▶ _AIM OF THE EXERCISE_
Go through the records below and report each line with "once" in it.

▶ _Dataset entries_
——————

//! Entry points started once a scope's container is built.

/// A service that is resolved and started right after its container is built.
///
/// Registered with [`ContainerBuilder::register_entry_point`](crate::ContainerBuilder::register_entry_point).
/// This is the presenter half of the view/presenter pattern: the view is a
/// component on the scope's root object, the presenter is an entry point that
/// receives the view through injection.
pub trait EntryPoint: Send + Sync + 'static {
    /// Called once, in registration order, after the container is built.
    fn start(&self);
}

——————

▶ _RESPONSE TO THIS TASK_
//! Entry points started once a scope's container is built.
    /// Called once, in registration order, after the container is built.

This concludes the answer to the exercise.